London: Barclays Plc posted a gain in first-quarter profit matching analysts’ estimates, even as it set aside an additional £800 million (Dh4.5 billion, $1.2 billion) provision toward settling allegations it rigged currency benchmarks.

Pretax profit, including restructuring costs, rose to £1.8 billion from £1.7 billion from a year earlier, Barclays said in a statement on Wednesday. That matched the average estimate of six analysts compiled by Bloomberg.

Barclays Chief Executive Officer Antony Jenkins’s efforts to overhaul the bank’s culture and boost earnings have been hampered by £2.1 billion in provisions to cover allegations traders colluded to rig key benchmarks in the foreign-exchange market. The lender dropped out of a settlement in November, missing out on a 30 per cent discount on the British fine, with banks including Citigroup Inc. and UBS Group AG paying a total of about $4.3 billion in fines.

“It makes you wonder why there have been two top ups to the provision but without any external news,” said Mike Trippitt an analyst at Numis Securities Ltd in London with a buy rating on the shares. “It creates a slightly uncomfortable feeling. I’d like to see a conclusion to the currency probe.”

‘No Regrets’

Barclays, Britain’s second-biggest lender by assets, fell 0.6 per cent at 10.18am in London after declining as much as 1.8 per cent. The shares have risen 6.8 per cent this year.

The latest currency provision was double the forecast of Chirantan Barua, an analyst at Sanford C. Bernstein in London.

Still, Finance Director Tushar Morzaria told reporters on a call on Wednesday he has “absolutely no regrets” about not joining the group settlement at the end of last year.

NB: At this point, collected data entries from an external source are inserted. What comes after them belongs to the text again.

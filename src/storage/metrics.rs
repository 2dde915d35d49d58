//! Operation metrics for store calls.

use std::time::Instant;

/// Records a counter and a latency histogram for one store operation.
///
/// Emits `kvlock_operations_total` and `kvlock_operation_duration_ms`, both
/// labelled by backend, operation and status. Without an installed recorder
/// these are no-ops.
pub fn record_operation_metrics(
    backend: &'static str,
    operation: &'static str,
    start: Instant,
    status: &'static str,
) {
    metrics::counter!(
        "kvlock_operations_total",
        "backend" => backend,
        "operation" => operation,
        "status" => status
    )
    .increment(1);
    metrics::histogram!(
        "kvlock_operation_duration_ms",
        "backend" => backend,
        "operation" => operation,
        "status" => status
    )
    .record(start.elapsed().as_secs_f64() * 1000.0);
}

“We firmly believe that was the right choice for the company” and “we are working as hard as we can to expeditiously resolve this matter,” he said, without elaborating. The company is in “fluid, real-time dialogues” with regulators over reaching a settlement, he said.

Barclays also set aside £150 million for wrongly sold payment protection insurance redress in the first quarter, taking its PPI compensation bill to £5.4 billion.

Including provisions, pretax profit fell to £1.3 billion in the first quarter from £1.8 billion a year ago. The firm’s return on equity, a measure of profitability that takes into account how much capital the business uses, was 7.6 per cent, up from 6.5 per cent a year earlier.

Major problem

“We have to remember this bank took £1 billion of litigation and misconduct charges and still grew its capital ratio,” said Joe Dickerson, an analyst at Jefferies International Ltd in London, who has a buy rating on the stock. “The major problem is drag from then non-core unit — it’s imperative that management and the board get behind a quicker non-core rundown.”

As part of his revamp, Jenkins set up a bad bank to dispose of £115 billion of assets including complex derivatives from the lender’s fixed-income, currencies and commodities unit and the European consumer arm.

Barclays cut risk-weighted assets at the non-core business by £10 billion to £65 billion, driven in part by the sale of its Spanish business. The common equity tier 1 ratio, a measure of its high-quality capital, increased to 10.6 per cent from 10.3 per cent at the end of 2014.

Rising costs for fines have added to pressure on Jenkins, 53, to deepen cuts at the investment bank after pledging to eliminate some 7,000 jobs. New Chairman John McFarlane has vowed to reallocate capital and prioritise investment in the most profitable parts of the firm to bolster earnings.

Investment bank

The securities unit, run by Tom King, had a pretax profit of £675 million in the first quarter, up from £491 million. Revenue rose 2 per cent to £2.15 billion, with fees from arranging mergers and securities sales up 7 per cent. The division reported a quarterly return on equity of 9.1 per cent compared with 2.7 per cent in 2014. However, it’s still the least profitable part of the bank.

“As a management team, we’re not slavishly focused growing our top line, we’re much more focused on increasing our profits and our returns” at the investment bank, Morzaria said.

Barclays’s investment bank is trailing global competitors benefiting from increasing volatility and rising equity markets. In the US, Goldman Sachs Group Inc, Morgan Stanley and JPMorgan Chase & Co posted revenue gains of more than 20 per cent in the first quarter. Deutsche Bank AG said on Monday its investment bank boosted revenue 15 per cent.

Under his cost-cutting plan, Jenkins will eliminate some 19,000 jobs across the firm by 2016 and focus on the US and the UK Operating expenses fell 7 per cent to £4.1 billion in the quarter, helped by lower costs for the Transform program. The adjusted cost-income ratio, a measure of profitability, was at 64 per cent, down from 67 per cent.

“It’s a work in progress,” Trippitt said. “Broadly, I’d say they did slightly better than I was going for, with the key areas of the investment bank and non-core deleveraging going in the right direction.”